- HOW TO COMPLETE THIS TASK -
The response should be the data again, identical in every line.

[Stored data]
//! Native frame processor plugins.
//!
//! Plugins are registered on the platform side by name, together with an
//! initializer that receives the options passed to
//! `getFrameProcessorPlugin`. Scripts get a [`PluginHandle`] back and call
//! it with a frame:
//!
//! ```lua
//! local scanner = VisionCameraProxy.getFrameProcessorPlugin("scanCodes", { formats = { "qr" } })
//! local codes = scanner:call(frame, { maxResults = 4 })
//! ```

use crate::buffer_cache::BufferCache;
use crate::error::{BridgeError, Result};
use crate::frame::{Frame, FrameHandle};
use crate::marshal::{lua_table_to_map, native_map_to_lua, native_to_lua};
use crate::value::{NativeMap, NativeValue};
use mlua::{AnyUserData, MetaMethod, UserData, UserDataFields, UserDataMethods, Value};
use parking_lot::RwLock;
use std::collections::BTreeMap;
use std::fmt;
use std::sync::Arc;
use tracing::{debug, warn};

/// A native routine scripts can run against a frame.
pub trait FrameProcessorPlugin: Send + Sync {
    /// Process `frame` with the per-call `arguments`.
    fn callback(&self, frame: &Frame, arguments: &NativeMap) -> anyhow::Result<NativeValue>;
}

/// Builds a plugin instance from the options a script resolved it with.
pub type PluginInitializer =
    dyn Fn(&NativeMap) -> anyhow::Result<Arc<dyn FrameProcessorPlugin>> + Send + Sync;

/// Name -> initializer table owned by the platform.
#[derive(Default)]
pub struct PluginRegistry {
    initializers: RwLock<BTreeMap<String, Arc<PluginInitializer>>>,
}

impl PluginRegistry {
    pub fn new() -> Self {
        Self::default()
    }

    /// Register `initializer` under `name`. Names are unique.
    pub fn register<F>(&self, name: impl Into<String>, initializer: F) -> Result<()>
    where
        F: Fn(&NativeMap) -> anyhow::Result<Arc<dyn FrameProcessorPlugin>> + Send + Sync + 'static,
    {
        let name = name.into();
        let mut initializers = self.initializers.write();
        if initializers.contains_key(&name) {
            return Err(BridgeError::invalid_argument(format!(
                "Frame processor plugin \"{name}\" is already registered"
            )));
        }
        debug!(plugin = %name, "Registered frame processor plugin");
        initializers.insert(name, Arc::new(initializer));
        Ok(())
    }

    /// Instantiate the plugin called `name`, or `Ok(None)` if there is none.
    pub fn resolve(
        &self,
        name: &str,
        options: &NativeMap,
    ) -> Result<Option<Arc<dyn FrameProcessorPlugin>>> {
        let Some(initializer) = self.initializers.read().get(name).cloned() else {
            debug!(plugin = %name, "No frame processor plugin registered under this name");
            return Ok(None);
        };
        initializer(options)
            .map(Some)
            .map_err(|err| BridgeError::NativeInvocation {
                plugin: name.to_string(),
                message: format!("{err:#}"),
            })
    }

    pub fn contains(&self, name: &str) -> bool {
        self.initializers.read().contains_key(name)
    }

    pub fn names(&self) -> Vec<String> {
        self.initializers.read().keys().cloned().collect()
    }

    pub fn len(&self) -> usize {
        self.initializers.read().len()
    }

    pub fn is_empty(&self) -> bool {
        self.initializers.read().is_empty()
    }
}

impl fmt::Debug for PluginRegistry {
    fn fmt(&self, f: &mut fmt::Formatter<'_>) -> fmt::Result {
        f.debug_struct("PluginRegistry")
            .field("names", &self.names())
            .finish()
    }
}

/// Script-visible handle to a resolved plugin.
pub struct PluginHandle {
    name: String,
    options: NativeMap,
    plugin: Arc<dyn FrameProcessorPlugin>,
    buffers: Arc<BufferCache>,
}

impl PluginHandle {
    pub fn new(
        name: impl Into<String>,
        options: NativeMap,
        plugin: Arc<dyn FrameProcessorPlugin>,
        buffers: Arc<BufferCache>,
    ) -> Self {
        Self {
            name: name.into(),
            options,
            plugin,
            buffers,
        }
    }

    pub fn name(&self) -> &str {
        &self.name
    }

    pub fn options(&self) -> &NativeMap {
        &self.options
    }

    /// Invoke the plugin directly from Rust.
    pub fn invoke(&self, frame: &Frame, arguments: &NativeMap) -> Result<NativeValue> {
        self.plugin
            .callback(frame, arguments)
            .map_err(|err| BridgeError::NativeInvocation {
                plugin: self.name.clone(),
                message: format!("{err:#}"),
            })
    }

    fn call_from_lua<'lua>(
        &self,
        lua: &'lua mlua::Lua,
        frame: Value<'lua>,
        arguments: Value<'lua>,
    ) -> mlua::Result<Value<'lua>> {
        let frame: AnyUserData = match frame {
            Value::UserData(ud) => ud,
            other => {
                return Err(BridgeError::invalid_argument(format!(
                    "{}: first argument must be a Frame, got a {}",
                    self.name,
                    other.type_name()
                ))
                .into());
            }
        };
        let handle = frame.borrow::<FrameHandle>().map_err(|_| {
            BridgeError::invalid_argument(format!(
                "{}: first argument must be a Frame",
                self.name
            ))
        })?;
        let frame = handle.frame()?;

        let arguments = match arguments {
            Value::Nil => NativeMap::new(),
            Value::Table(table) => lua_table_to_map(&table).map_err(BridgeError::from)?,
            other => {
                return Err(BridgeError::invalid_argument(format!(
                    "{}: arguments must be a table, got a {}",
                    self.name,
                    other.type_name()
                ))
                .into());
            }
        };

        let result = self.invoke(frame, &arguments).inspect_err(|err| {
            warn!(plugin = %self.name, error = %err, "Frame processor plugin failed");
        })?;
        native_to_lua(lua, &result, &self.buffers)
    }
}

impl UserData for PluginHandle {
    fn add_fields<'lua, F: UserDataFields<'lua, Self>>(fields: &mut F) {
        fields.add_field_method_get("name", |_, this| Ok(this.name.clone()));
        fields.add_field_method_get("options", |lua, this| {
            native_map_to_lua(lua, &this.options, &this.buffers)
        });
    }

    fn add_methods<'lua, M: UserDataMethods<'lua, Self>>(methods: &mut M) {
        methods.add_method("call", |lua, this, (frame, arguments): (Value, Value)| {
            this.call_from_lua(lua, frame, arguments)
        });

        methods.add_meta_method(MetaMethod::Call, |lua, this, (frame, arguments): (Value, Value)| {
            this.call_from_lua(lua, frame, arguments)
        });

        methods.add_meta_method(MetaMethod::ToString, |_, this, ()| {
            Ok(format!("FrameProcessorPlugin({})", this.name))
        });
    }
}

impl fmt::Debug for PluginHandle {
    fn fmt(&self, f: &mut fmt::Formatter<'_>) -> fmt::Result {
        f.debug_struct("PluginHandle")
            .field("name", &self.name)
            .field("options", &self.options.keys().collect::<Vec<_>>())
            .finish_non_exhaustive()
    }
}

- EXPECTED OUTPUT -
//! Native frame processor plugins.
//!
//! Plugins are registered on the platform side by name, together with an
//! initializer that receives the options passed to
//! `getFrameProcessorPlugin`. Scripts get a [`PluginHandle`] back and call
//! it with a frame:
//!
//! ```lua
//! local scanner = VisionCameraProxy.getFrameProcessorPlugin("scanCodes", { formats = { "qr" } })
//! local codes = scanner:call(frame, { maxResults = 4 })
//! ```

use crate::buffer_cache::BufferCache;
use crate::error::{BridgeError, Result};
use crate::frame::{Frame, FrameHandle};
use crate::marshal::{lua_table_to_map, native_map_to_lua, native_to_lua};
use crate::value::{NativeMap, NativeValue};
use mlua::{AnyUserData, MetaMethod, UserData, UserDataFields, UserDataMethods, Value};
use parking_lot::RwLock;
use std::collections::BTreeMap;
use std::fmt;
use std::sync::Arc;
use tracing::{debug, warn};

/// A native routine scripts can run against a frame.
pub trait FrameProcessorPlugin: Send + Sync {
    /// Process `frame` with the per-call `arguments`.
    fn callback(&self, frame: &Frame, arguments: &NativeMap) -> anyhow::Result<NativeValue>;
}

/// Builds a plugin instance from the options a script resolved it with.
pub type PluginInitializer =
    dyn Fn(&NativeMap) -> anyhow::Result<Arc<dyn FrameProcessorPlugin>> + Send + Sync;

/// Name -> initializer table owned by the platform.
#[derive(Default)]
pub struct PluginRegistry {
    initializers: RwLock<BTreeMap<String, Arc<PluginInitializer>>>,
}

impl PluginRegistry {
    pub fn new() -> Self {
        Self::default()
    }

    /// Register `initializer` under `name`. Names are unique.
    pub fn register<F>(&self, name: impl Into<String>, initializer: F) -> Result<()>
    where
        F: Fn(&NativeMap) -> anyhow::Result<Arc<dyn FrameProcessorPlugin>> + Send + Sync + 'static,
    {
        let name = name.into();
        let mut initializers = self.initializers.write();
        if initializers.contains_key(&name) {
            return Err(BridgeError::invalid_argument(format!(
                "Frame processor plugin \"{name}\" is already registered"
            )));
        }
        debug!(plugin = %name, "Registered frame processor plugin");
        initializers.insert(name, Arc::new(initializer));
        Ok(())
    }

    /// Instantiate the plugin called `name`, or `Ok(None)` if there is none.
    pub fn resolve(
        &self,
        name: &str,
        options: &NativeMap,
    ) -> Result<Option<Arc<dyn FrameProcessorPlugin>>> {
        let Some(initializer) = self.initializers.read().get(name).cloned() else {
            debug!(plugin = %name, "No frame processor plugin registered under this name");
            return Ok(None);
        };
        initializer(options)
            .map(Some)
            .map_err(|err| BridgeError::NativeInvocation {
                plugin: name.to_string(),
                message: format!("{err:#}"),
            })
    }

    pub fn contains(&self, name: &str) -> bool {
        self.initializers.read().contains_key(name)
    }

    pub fn names(&self) -> Vec<String> {
        self.initializers.read().keys().cloned().collect()
    }

    pub fn len(&self) -> usize {
        self.initializers.read().len()
    }

    pub fn is_empty(&self) -> bool {
        self.initializers.read().is_empty()
    }
}

impl fmt::Debug for PluginRegistry {
    fn fmt(&self, f: &mut fmt::Formatter<'_>) -> fmt::Result {
        f.debug_struct("PluginRegistry")
            .field("names", &self.names())
            .finish()
    }
}

/// Script-visible handle to a resolved plugin.
pub struct PluginHandle {
    name: String,
    options: NativeMap,
    plugin: Arc<dyn FrameProcessorPlugin>,
    buffers: Arc<BufferCache>,
}

impl PluginHandle {
    pub fn new(
        name: impl Into<String>,
        options: NativeMap,
        plugin: Arc<dyn FrameProcessorPlugin>,
        buffers: Arc<BufferCache>,
    ) -> Self {
        Self {
            name: name.into(),
            options,
            plugin,
            buffers,
        }
    }

    pub fn name(&self) -> &str {
        &self.name
    }

    pub fn options(&self) -> &NativeMap {
        &self.options
    }

    /// Invoke the plugin directly from Rust.
    pub fn invoke(&self, frame: &Frame, arguments: &NativeMap) -> Result<NativeValue> {
        self.plugin
            .callback(frame, arguments)
            .map_err(|err| BridgeError::NativeInvocation {
                plugin: self.name.clone(),
                message: format!("{err:#}"),
            })
    }

    fn call_from_lua<'lua>(
        &self,
        lua: &'lua mlua::Lua,
        frame: Value<'lua>,
        arguments: Value<'lua>,
    ) -> mlua::Result<Value<'lua>> {
        let frame: AnyUserData = match frame {
            Value::UserData(ud) => ud,
            other => {
                return Err(BridgeError::invalid_argument(format!(
                    "{}: first argument must be a Frame, got a {}",
                    self.name,
                    other.type_name()
                ))
                .into());
            }
        };
        let handle = frame.borrow::<FrameHandle>().map_err(|_| {
            BridgeError::invalid_argument(format!(
                "{}: first argument must be a Frame",
                self.name
            ))
        })?;
        let frame = handle.frame()?;

        let arguments = match arguments {
            Value::Nil => NativeMap::new(),
            Value::Table(table) => lua_table_to_map(&table).map_err(BridgeError::from)?,
            other => {
                return Err(BridgeError::invalid_argument(format!(
                    "{}: arguments must be a table, got a {}",
                    self.name,
                    other.type_name()
                ))
                .into());
            }
        };

        let result = self.invoke(frame, &arguments).inspect_err(|err| {
            warn!(plugin = %self.name, error = %err, "Frame processor plugin failed");
        })?;
        native_to_lua(lua, &result, &self.buffers)
    }
}

impl UserData for PluginHandle {
    fn add_fields<'lua, F: UserDataFields<'lua, Self>>(fields: &mut F) {
        fields.add_field_method_get("name", |_, this| Ok(this.name.clone()));
        fields.add_field_method_get("options", |lua, this| {
            native_map_to_lua(lua, &this.options, &this.buffers)
        });
    }

    fn add_methods<'lua, M: UserDataMethods<'lua, Self>>(methods: &mut M) {
        methods.add_method("call", |lua, this, (frame, arguments): (Value, Value)| {
            this.call_from_lua(lua, frame, arguments)
        });

        methods.add_meta_method(MetaMethod::Call, |lua, this, (frame, arguments): (Value, Value)| {
            this.call_from_lua(lua, frame, arguments)
        });

        methods.add_meta_method(MetaMethod::ToString, |_, this, ()| {
            Ok(format!("FrameProcessorPlugin({})", this.name))
        });
    }
}

impl fmt::Debug for PluginHandle {
    fn fmt(&self, f: &mut fmt::Formatter<'_>) -> fmt::Result {
        f.debug_struct("PluginHandle")
            .field("name", &self.name)
            .field("options", &self.options.keys().collect::<Vec<_>>())
            .finish_non_exhaustive()
    }
}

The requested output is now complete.